Effects of acute and chronic morphine treatment of calmodulin activity of rat brain
Nehmad, R.; Nadler, H.; Simantov, R.
Molecular Pharmacology 22(2): 389-394
1982
ISSN/ISBN: 0026-895X PMID: 6128669 Document Number: 193009
The cAMP-phosphodiesterase assay was used to quantitate the amount of calmodulin activity in various brain areas of male rats treated acutely or chronically for 5 days with morphine. The acute treatment with morphine decreased calmodulin activity in the mitochondrial-synaptosomal P2 fraction of the striatum, midbrain and thalamus but had no effect on the cerebellum, which contains a low density of opiate receptors. The decrease in calmodulin activity by morphine was dose-dependent and was blocked by the opiate antagonist naloxone. Chronic treatment of rats with morphine increased calmodulin activity in the mitochondrial-synaptosomal P2 of the striatum, midbrain, cerebral cortex and thalamus.
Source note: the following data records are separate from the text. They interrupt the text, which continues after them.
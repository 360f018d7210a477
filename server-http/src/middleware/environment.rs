use crate::state::AppState;
use axum::{
    extract::{Request, State},
    http::StatusCode,
    middleware::Next,
    response::{IntoResponse, Response},
};
use tracing::warn;

/// Reject diagnostic routes when running in production
pub async fn require_non_production(
    State(state): State<AppState>,
    request: Request,
    next: Next,
) -> Result<Response, Response> {
    if state.environment.is_production() {
        warn!(path = %request.uri().path(), "Diagnostic route requested in production");
        return Err((StatusCode::FORBIDDEN, "Forbidden").into_response());
    }
    Ok(next.run(request).await)
}
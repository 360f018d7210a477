use crate::domain::Endpoint;
use std::fmt;

/// Cache key for an endpoint response, always prefixed by the endpoint name
#[derive(Clone, Debug, PartialEq, Eq, Hash)]
pub struct CacheKey {
    endpoint: Endpoint,
    key: String,
}

impl CacheKey {
    pub fn new(endpoint: Endpoint) -> Self {
        Self {
            endpoint,
            key: endpoint.name().to_string(),
        }
    }

    /// Key over query parameters; `None` values are skipped and order does not matter
    pub fn with_params<I, K, V>(endpoint: Endpoint, params: I) -> Self
    where
        I: IntoIterator<Item = (K, Option<V>)>,
        K: AsRef<str>,
        V: AsRef<str>,
    {
        Self {
            endpoint,
            key: create_cache_key(endpoint.name(), Some(params)),
        }
    }

    pub fn endpoint(&self) -> Endpoint {
        self.endpoint
    }

    pub fn as_str(&self) -> &str {
        &self.key
    }
}

impl fmt::Display for CacheKey {
    fn fmt(&self, f: &mut fmt::Formatter<'_>) -> fmt::Result {
        f.write_str(&self.key)
    }
}

/// `endpoint` alone, or `endpoint?k1=v1&k2=v2` with keys in ordinal order
pub fn create_cache_key<I, K, V>(endpoint: &str, params: Option<I>) -> String
where
    I: IntoIterator<Item = (K, Option<V>)>,
    K: AsRef<str>,
    V: AsRef<str>,
{
    let Some(params) = params else {
        return endpoint.to_string();
    };

    let mut pairs: Vec<(K, V)> = params
        .into_iter()
        .filter_map(|(k, v)| v.map(|v| (k, v)))
        .collect();
    pairs.sort_by(|(a, _), (b, _)| a.as_ref().cmp(b.as_ref()));

    let joined = pairs
        .iter()
        .map(|(k, v)| format!("{}={}", k.as_ref(), v.as_ref()))
        .collect::<Vec<_>>()
        .join("&");

    format!("{}?{}", endpoint, joined)
}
A highly sensitive Ca2+/Mg2+-ATPase assay was also used to quantitate the amount of calmodulin activity in subcellular fractions obtained from the striatum. Chronic morphine treatment caused a significant increase in calmodulin activity in the membrane containing microsomal, synaptosomal and mitochondrial layers but only a small change in the layer that contained the soluble proteins and the synaptic vesicles. Alteration of the content of calmodulin in specific subcellular sites may have a central role in opiate action and addiction via regulation of multiple calmodulin-sensitive biochemical pathways.